Similarly Sauced Cinema
Jackie Chan reprised the role of Wong Fei-Hung in 1994’s Drunken Master II ( akaThe Legend of Drunken Master). Both the stunt work and juicing are supercharged in the sequel, including Fei-Hung’s consumption of industrial alcohol to increase his strength during the final battle.

 

Arthur (1981)

Writer/director Steve Gordon concocted this affectionate throwback to screwball comedies of the 30’s and included all the trappings of the genre — witty dialogue, wealthy socialites, romantic hurdles and vast quantities of liquor. Dudley Moore portrays the film’s title character, everyone’s favorite good-natured inebriate, Arthur Bach. Arthur is a giggling, drunken millionaire who simply wants to be loved. Unfortunately, his grasping relatives expect Arthur to augment their empire by marrying him off to the daughter of an equally rich businessman. When Arthur falls for a working-class waitress ( Liza Minnelli) instead, he must choose between love and $750 million.

Arthur turned out to be one of the funniest films of the 80’s, and the sparkling writing brought out career-topping work from Moore, Minnelli, and John Geilgud (as Arthur’s butler and father figure, Hobson). It’s a shame Steve Gordon died only a year after directing it, his first and only film.
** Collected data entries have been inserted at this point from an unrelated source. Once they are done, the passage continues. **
//! Feed business logic
//!
//! Normalizes and validates input before it reaches the repository.
//! Transport-agnostic: used by both the chat bot and the HTTP API.

use crate::error::{FeedError, FeedResult};
use crate::storage::{NewNewsItem, NewsItem, NewsRepository};
use std::sync::Arc;
use tracing::info;

/// Add/list/delete operations over a news repository
#[derive(Clone)]
pub struct FeedService {
    repo: Arc<dyn NewsRepository>,
}

impl FeedService {
    /// Create a service over the given repository
    #[must_use]
    pub fn new(repo: Arc<dyn NewsRepository>) -> Self {
        Self { repo }
    }

    /// Add a news item.
    ///
    /// Title, description and date are trimmed; blank photo ids are dropped.
    ///
    /// # Errors
    ///
    /// Returns `FeedError::Validation` if the title is empty after trimming,
    /// or a storage error if the insert fails.
    pub async fn add(
        &self,
        title: &str,
        description: &str,
        date_text: &str,
        photo_file_ids: Vec<String>,
    ) -> FeedResult<NewsItem> {
        let item = NewNewsItem {
            title: title.trim().to_string(),
            description: description.trim().to_string(),
            date_text: date_text.trim().to_string(),
            photo_file_ids: photo_file_ids
                .into_iter()
                .map(|id| id.trim().to_string())
                .filter(|id| !id.is_empty())
                .collect(),
        };

        if item.title.is_empty() {
            return Err(FeedError::Validation("title must not be empty".into()));
        }

        let id = self.repo.add(item.clone()).await?;
        info!("News item {id} added ({} photos).", item.photo_file_ids.len());

        match self.repo.get(id).await? {
            Some(stored) => Ok(stored),
            None => Err(FeedError::NotFound(format!(
                "news item {id} disappeared right after insert"
            ))),
        }
    }

    /// Newest items first, at most `limit`.
    ///
    /// # Errors
    ///
    /// Returns a storage error if the query fails.
    pub async fn list(&self, limit: usize) -> FeedResult<Vec<NewsItem>> {
        self.repo.list(limit).await
    }

    /// Delete an item from a raw, user-supplied identifier.
    ///
    /// # Errors
    ///
    /// Returns `FeedError::Validation` if the identifier is not a positive
    /// integer and `FeedError::NotFound` if no such item exists.
    pub async fn delete(&self, raw_id: &str) -> FeedResult<i64> {
        let id = parse_news_id(raw_id)?;
        self.delete_by_id(id).await?;
        Ok(id)
    }

    /// Delete an item by numeric identifier.
    ///
    /// # Errors
    ///
    /// Returns `FeedError::Validation` for non-positive ids and
    /// `FeedError::NotFound` if no row was removed.
    pub async fn delete_by_id(&self, id: i64) -> FeedResult<()> {
        if id <= 0 {
            return Err(FeedError::Validation(format!(
                "news id must be positive, got {id}"
            )));
        }
        if self.repo.delete(id).await? {
            info!("News item {id} deleted.");
            Ok(())
        } else {
            Err(FeedError::NotFound(format!("news item {id}")))
        }
    }
}

/// Parse a user-supplied news identifier.
///
/// # Errors
///
/// Returns `FeedError::Validation` unless the trimmed text is a positive integer.
pub fn parse_news_id(raw: &str) -> FeedResult<i64> {
    let trimmed = raw.trim();
    match trimmed.parse::<i64>() {
        Ok(id) if id > 0 => Ok(id),
        _ => Err(FeedError::Validation(format!(
            "'{trimmed}' is not a valid news id"
        ))),
    }
}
We could have used a few more classy cocktails like this one.

What They’re Drinking
Scotch, gin (martinis), beer, and champagne.

Intoxicating Effects
Slurred speech, the giggles, swearing, staggering, stumbling, bad breath, soused sex, drunk driving, passing out, and public disturbance.

Potent Quotables
ARTHUR: This is what I am. Everyone who drinks is not a poet. Some of us drink because we’re not poets.
SUSAN: A real woman could stop you from drinking.
ARTHUR: It would have to be a real big woman.

Similarly Sauced Cinema
Other lovable drunks include Jack Griffith (Jackie Gleason) in Papa’s Delicate Condition (1963) and Alan Swann (Peter O’Toole) in My Favorite Year (1982).

 

Strange Brew (1983)

Good day, eh. Rick Moranis and Dave Thomas created the characters of the beer-loving Canucks, Bob and Doug McKenzie, for the sketch comedy show SCTV in order to mock Canada ‘s broadcast rules that require television networks to include “Canadian content” in their programming. Due to their popularity, the McKenzie brothers not only became series regulars, they eventually leapt to the big screen in Strange Brew, the ultimate cinematic love letter to beer.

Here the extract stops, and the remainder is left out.